**Exercise goal**
Collect all lines from the records below that include the word "queue".

**Data for review**
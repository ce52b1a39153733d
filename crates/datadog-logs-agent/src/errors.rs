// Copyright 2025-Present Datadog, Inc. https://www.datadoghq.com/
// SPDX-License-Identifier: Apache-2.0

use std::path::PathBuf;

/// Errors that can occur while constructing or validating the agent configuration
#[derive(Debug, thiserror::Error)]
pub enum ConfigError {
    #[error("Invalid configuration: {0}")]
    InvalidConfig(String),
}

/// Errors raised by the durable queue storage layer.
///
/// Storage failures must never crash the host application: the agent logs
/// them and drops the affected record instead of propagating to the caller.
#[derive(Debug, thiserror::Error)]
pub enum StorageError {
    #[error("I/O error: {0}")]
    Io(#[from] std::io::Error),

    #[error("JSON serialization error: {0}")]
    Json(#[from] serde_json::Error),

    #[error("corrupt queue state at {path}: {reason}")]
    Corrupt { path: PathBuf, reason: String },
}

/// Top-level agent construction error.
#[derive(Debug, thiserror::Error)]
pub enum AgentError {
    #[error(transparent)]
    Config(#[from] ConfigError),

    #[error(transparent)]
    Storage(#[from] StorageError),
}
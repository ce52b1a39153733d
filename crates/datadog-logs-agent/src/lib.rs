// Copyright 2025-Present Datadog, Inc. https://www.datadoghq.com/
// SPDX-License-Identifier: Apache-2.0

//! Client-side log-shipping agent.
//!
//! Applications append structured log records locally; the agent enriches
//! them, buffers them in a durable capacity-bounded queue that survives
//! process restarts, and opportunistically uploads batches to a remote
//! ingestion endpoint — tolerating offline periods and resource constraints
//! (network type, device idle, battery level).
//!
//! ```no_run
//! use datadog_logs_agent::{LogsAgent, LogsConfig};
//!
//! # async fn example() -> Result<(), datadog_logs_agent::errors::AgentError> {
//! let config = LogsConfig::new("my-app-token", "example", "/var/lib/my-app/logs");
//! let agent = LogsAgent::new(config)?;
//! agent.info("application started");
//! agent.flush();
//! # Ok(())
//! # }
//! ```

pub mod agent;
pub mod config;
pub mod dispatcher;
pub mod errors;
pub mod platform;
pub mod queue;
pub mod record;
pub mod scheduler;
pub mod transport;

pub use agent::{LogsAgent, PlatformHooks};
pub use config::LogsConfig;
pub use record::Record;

**Solution to the exercise**
/// Errors raised by the durable queue storage layer.
    #[error("corrupt queue state at {path}: {reason}")]
//! them, buffers them in a durable capacity-bounded queue that survives
pub mod queue;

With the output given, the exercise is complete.